La comerciante de libros (63 page)

Read La comerciante de libros Online

Authors: Brenda Rickman Vantrease

Tags: #Histórico, Intriga, Romántico

BOOK: La comerciante de libros
10.37Mb size Format: txt, pdf, ePub

En ese momento la cegó otro relámpago que partió el cielo en dos, con un fragor digno del fin del mundo. El caballo blanco se encabritó, arañando el cielo, y al hacerlo desmontó a su jinete, que se cayó como Satán del paraíso: la muerte, el temido enemigo, convertido en una montaña de harapos y huesos. En aquel instante de asombrosa claridad, Anna podría haberse compadecido de la muerte, y hasta del viejo arzobispo, de haber tenido fuerzas para sentir.

Cesaron los relámpagos.

Se alejaron los truenos. Las nubes se fundieron en un muro gris.

Los sollozos de Anna se apagaron como los truenos.

Gabriel la apartó de la tumba y la arrastró hacia la entrada del cementerio.
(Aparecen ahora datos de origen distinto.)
//! Theme configuration for the TUI.
//!
//! Supports light and dark themes with automatic terminal detection.

use ratatui::style::{Color, Modifier, Style};
use ratatui::widgets::block::BorderType;

use crate::export::ImageStyle;

/// Which of the two palettes is active.
#[derive(Debug, Clone, Copy, PartialEq, Eq)]
pub enum ThemeKind {
    Light,
    Dark,
}

/// Color and style theme for the TUI.
///
/// Use [`Theme::auto_detect()`] for automatic theme selection based on
/// terminal background, or [`Theme::dark()`]/[`Theme::light()`] explicitly.
#[derive(Debug, Clone)]
pub struct Theme {
    pub kind: ThemeKind,
    /// Accent color for highlights and the focused input.
    pub highlight: Color,
    /// Color of the latency line.
    pub line: Color,
    /// Color for axes and their labels.
    pub axis: Color,
    /// Color for a running session and successful replies.
    pub ok: Color,
    /// Color for failed probes and alerts.
    pub failure: Color,
    /// Color for borders and separators.
    pub border: Color,
    /// Style for titles and section headers.
    pub header: Style,
    /// Style for an input being edited.
    pub editing: Style,
    /// Border style (rounded, plain, etc.).
    pub border_type: BorderType,
}

impl Theme {
    /// Create a dark theme suitable for dark terminal backgrounds.
    pub fn dark() -> Self {
        Self {
            kind: ThemeKind::Dark,
            highlight: Color::Cyan,
            line: Color::Rgb(0x1f, 0x77, 0xb4),
            axis: Color::Gray,
            ok: Color::Green,
            failure: Color::Red,
            border: Color::Gray,
            header: Style::default().fg(Color::Cyan).add_modifier(Modifier::BOLD),
            editing: Style::default().fg(Color::Black).bg(Color::Cyan),
            border_type: BorderType::Rounded,
        }
    }

    /// Create a light theme suitable for light terminal backgrounds.
    pub fn light() -> Self {
        Self {
            kind: ThemeKind::Light,
            highlight: Color::Blue,
            line: Color::Rgb(0xff, 0x3b, 0x3b),
            axis: Color::DarkGray,
            ok: Color::Green,
            failure: Color::Red,
            border: Color::DarkGray,
            header: Style::default().fg(Color::Blue).add_modifier(Modifier::BOLD),
            editing: Style::default().fg(Color::White).bg(Color::Blue),
            border_type: BorderType::Rounded,
        }
    }

    /// Auto-detect based on terminal background
    pub fn auto_detect() -> Self {
        // Use terminal-light crate to detect background luminance
        match terminal_light::luma() {
            Ok(luma) if luma > 0.5 => Self::light(),
            _ => Self::dark(),
        }
    }

    /// Switch between the light and dark palettes.
    pub fn toggled(&self) -> Self {
        match self.kind {
            ThemeKind::Light => Self::dark(),
            ThemeKind::Dark => Self::light(),
        }
    }

    /// Colors for exported chart images matching this palette.
    pub fn image_style(&self) -> ImageStyle {
        match self.kind {
            ThemeKind::Light => ImageStyle::light(),
            ThemeKind::Dark => ImageStyle::dark(),
        }
    }

    /// Style for a single sample value (failures stand out).
    pub fn sample_style(&self, value: f64) -> Style {
        if value == crate::data::FAILED_SAMPLE {
            Style::default().fg(self.failure).add_modifier(Modifier::BOLD)
        } else {
            Style::default().fg(self.ok)
        }
    }
}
Bajo la protección del tejadillo, se quitó el jubón y lo puso encima de los hombros de Anna, abrazándola. Estaban sentados en el mismo banco donde pocas horas antes había descansado el ataúd de Kathryn. Se oía gotear la lluvia desde los aleros del tejado en punta.
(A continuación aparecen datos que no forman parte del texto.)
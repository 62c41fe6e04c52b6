//! Common UI components shared across the screen.
//!
//! This module contains the header bar, input row, status bar, and the help
//! and alert overlays.

use ratatui::{
    layout::{Alignment, Constraint, Layout, Rect},
    style::{Color, Modifier, Style},
    text::{Line, Span},
    widgets::{Block, Borders, Clear, Paragraph},
    Frame,
};

use crate::app::{App, Field};
use crate::data::stats::format_latency;

/// Render the header bar with session state and statistics.
///
/// Displays: running indicator, target, interval, sample count, loss, min/avg/max.
pub fn render_header(frame: &mut Frame, app: &App, area: Rect) {
    let session = app.session();
    let stats = &app.stats;

    let (status_icon, status_label, status_style) = if session.enabled {
        ("●", "RUNNING", Style::default().fg(app.theme.ok))
    } else {
        ("○", "STOPPED", Style::default().add_modifier(Modifier::DIM))
    };

    let loss_style = if stats.failures > 0 {
        Style::default().fg(app.theme.failure)
    } else {
        Style::default()
    };

    let mut spans = vec![
        Span::styled(format!(" {} ", status_icon), status_style),
        Span::styled("PINGPLOT ", Style::default().add_modifier(Modifier::BOLD)),
        Span::raw("│ "),
        Span::styled(status_label, status_style),
        Span::raw(format!(
            " {} every {}s │ ",
            session.target,
            session.interval.as_secs_f64()
        )),
        Span::styled(
            format!("{}", stats.count),
            Style::default().add_modifier(Modifier::BOLD),
        ),
        Span::raw(" samples │ loss "),
        Span::styled(format!("{:.0}%", stats.loss_percent), loss_style),
        Span::raw(format!(
            " │ min/avg/max {}/{}/{}",
            format_latency(stats.min),
            format_latency(stats.avg),
            format_latency(stats.max)
        )),
    ];

    if let Some(last) = stats.last {
        spans.push(Span::raw(" │ last "));
        let text = if last == crate::data::FAILED_SAMPLE {
            "fail".to_string()
        } else {
            format_latency(Some(last))
        };
        spans.push(Span::styled(text, app.theme.sample_style(last)));
    }

    frame.render_widget(Paragraph::new(Line::from(spans)), area);
}

/// Render the target and interval inputs side by side.
pub fn render_inputs(frame: &mut Frame, app: &App, area: Rect) {
    let chunks = Layout::horizontal([Constraint::Fill(3), Constraint::Fill(1)]).split(area);

    render_input(frame, app, Field::Target, &app.target_input, chunks[0]);
    render_input(frame, app, Field::Interval, &app.interval_input, chunks[1]);
}

fn render_input(frame: &mut Frame, app: &App, field: Field, value: &str, area: Rect) {
    let focused = app.focus == field;
    let editing = focused && app.editing;

    let border_style = if focused {
        Style::default().fg(app.theme.highlight)
    } else {
        Style::default().fg(app.theme.border)
    };

    let block = Block::default()
        .title(format!(" {} ", field.label()))
        .borders(Borders::ALL)
        .border_type(app.theme.border_type)
        .border_style(border_style);

    let content = if editing {
        Line::from(vec![
            Span::styled(value.to_string(), app.theme.editing),
            Span::styled("_", Style::default().add_modifier(Modifier::SLOW_BLINK)),
        ])
    } else {
        Line::from(value.to_string())
    };

    frame.render_widget(Paragraph::new(content).block(block), area);
}

/// Render the status bar at the bottom.
///
/// Shows a temporary status message if one is active, otherwise the time
/// since the last sample and the available controls.
pub fn render_status_bar(frame: &mut Frame, app: &App, area: Rect) {
    if let Some(msg) = app.get_status_message() {
        let paragraph =
            Paragraph::new(format!(" {} ", msg)).style(Style::default().fg(app.theme.highlight));
        frame.render_widget(paragraph, area);
        return;
    }

    let controls = if app.editing {
        "Type to edit | Enter/Esc:done Tab:switch field"
    } else {
        "s:start x:stop p:png c:csv e:edit Tab:field t:theme ?:help q:quit"
    };

    let status = match app.last_sample_at {
        Some(at) => format!(
            " Last sample {:.1}s ago | {}",
            at.elapsed().as_secs_f64(),
            controls
        ),
        None => format!(" {}", controls),
    };

    let paragraph = Paragraph::new(status).style(Style::default().add_modifier(Modifier::DIM));
    frame.render_widget(paragraph, area);
}

/// Render the help overlay with keyboard shortcuts.
///
/// Displayed as a centered modal on top of the chart.
pub fn render_help(frame: &mut Frame, app: &App, area: Rect) {
    let help_text = vec![
        Line::from(vec![Span::styled("Keyboard Shortcuts", app.theme.header)]),
        Line::from(""),
        Line::from(vec![Span::styled(
            " Session",
            Style::default().add_modifier(Modifier::BOLD),
        )]),
        Line::from("  s/Enter   Start pinging"),
        Line::from("  x         Stop pinging"),
        Line::from(""),
        Line::from(vec![Span::styled(
            " Inputs",
            Style::default().add_modifier(Modifier::BOLD),
        )]),
        Line::from("  Tab       Switch target/interval"),
        Line::from("  e/i       Edit focused input"),
        Line::from("  Enter/Esc Finish editing"),
        Line::from(""),
        Line::from(vec![Span::styled(
            " Export",
            Style::default().add_modifier(Modifier::BOLD),
        )]),
        Line::from("  p         Chart as PNG"),
        Line::from("  c         Samples as CSV"),
        Line::from(""),
        Line::from(vec![Span::styled(
            " General",
            Style::default().add_modifier(Modifier::BOLD),
        )]),
        Line::from("  t         Toggle light/dark"),
        Line::from("  q         Quit"),
        Line::from(""),
        Line::from(vec![Span::styled(
            "Press any key to close",
            Style::default().add_modifier(Modifier::DIM),
        )]),
    ];

    let block = Block::default()
        .title(" Help ")
        .borders(Borders::ALL)
        .border_type(app.theme.border_type)
        .border_style(Style::default().fg(app.theme.highlight));

    let help_area = centered(area, 42, 26);
    frame.render_widget(Clear, help_area);
    frame.render_widget(Paragraph::new(help_text).block(block), help_area);
}

/// Render the consecutive-failure alert as a modal.
pub fn render_alert(frame: &mut Frame, app: &App, area: Rect) {
    let Some(ref message) = app.alert else {
        return;
    };

    let text = vec![
        Line::from(""),
        Line::from(Span::styled(
            message.clone(),
            Style::default().fg(app.theme.failure).add_modifier(Modifier::BOLD),
        )),
        Line::from(""),
        Line::from(Span::styled(
            "Press any key to dismiss",
            Style::default().add_modifier(Modifier::DIM),
        )),
    ];

    let block = Block::default()
        .title(" Alert ")
        .borders(Borders::ALL)
        .border_type(app.theme.border_type)
        .border_style(Style::default().fg(app.theme.failure));

    let alert_area = centered(area, 44, 6);
    frame.render_widget(Clear, alert_area);
    frame.render_widget(
        Paragraph::new(text).alignment(Alignment::Center).block(block),
        alert_area,
    );
}

/// Shown instead of the UI when the terminal is below the minimum size.
pub fn render_too_small(frame: &mut Frame, area: Rect) {
    let msg = format!(
        "Terminal too small: {}x{}\nMinimum: {}x{}\n\nResize to continue",
        area.width,
        area.height,
        super::MIN_WIDTH,
        super::MIN_HEIGHT
    );
    let paragraph = Paragraph::new(msg)
        .alignment(Alignment::Center)
        .style(Style::default().fg(Color::Yellow));
    let top = (area.height / 2).saturating_sub(2);
    let centered = Rect::new(area.x, area.y + top, area.width, 5.min(area.height - top));
    frame.render_widget(paragraph, centered);
}

/// A rectangle of at most `width`x`height` centered in `area`.
fn centered(area: Rect, width: u16, height: u16) -> Rect {
    let width = width.min(area.width.saturating_sub(4));
    let height = height.min(area.height.saturating_sub(2));
    let x = area.x + (area.width.saturating_sub(width)) / 2;
    let y = area.y + (area.height.saturating_sub(height)) / 2;
    Rect::new(x, y, width, height)
}

#[cfg(test)]
mod tests {
    use super::*;

    #[test]
    fn test_centered_fits_inside_area() {
        let area = Rect::new(0, 0, 80, 24);
        let rect = centered(area, 42, 26);
        assert_eq!(rect.width, 42);
        assert_eq!(rect.height, 22);
        assert_eq!(rect.x, 19);
        assert_eq!(rect.y, 1);
    }

    #[test]
    fn test_centered_shrinks_on_small_terminal() {
        let area = Rect::new(0, 0, 30, 8);
        let rect = centered(area, 44, 6);
        assert_eq!(rect.width, 26);
        assert_eq!(rect.height, 6);
        assert!(rect.right() <= area.right());
    }
}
Cuando Anna estuvo un poco repuesta, Gabriel dijo sin dejar de abrazarla:

—No podemos quedarnos mucho tiempo aquí. Voy a llevarte a Appledore. Tú y el niño podéis acompañarme o no. Te casaste conmigo para salvar del oprobio a nuestro hijo, pero eres la única que puede convertirme en tu marido. De ti depende.

Ella se soltó. Gabriel se levantó y le limpió la cara de barro con la manga.

—¿Y tú me dices eso habiendo renunciado a tanto, Gabriel?

Anna tenía la voz ronca. Le dolía hablar.

—Yo no he renunciado a nada, Anna. El mismo día en que te vi en el puesto de libros, me dije que Dios te había puesto en mi camino para que te salvase.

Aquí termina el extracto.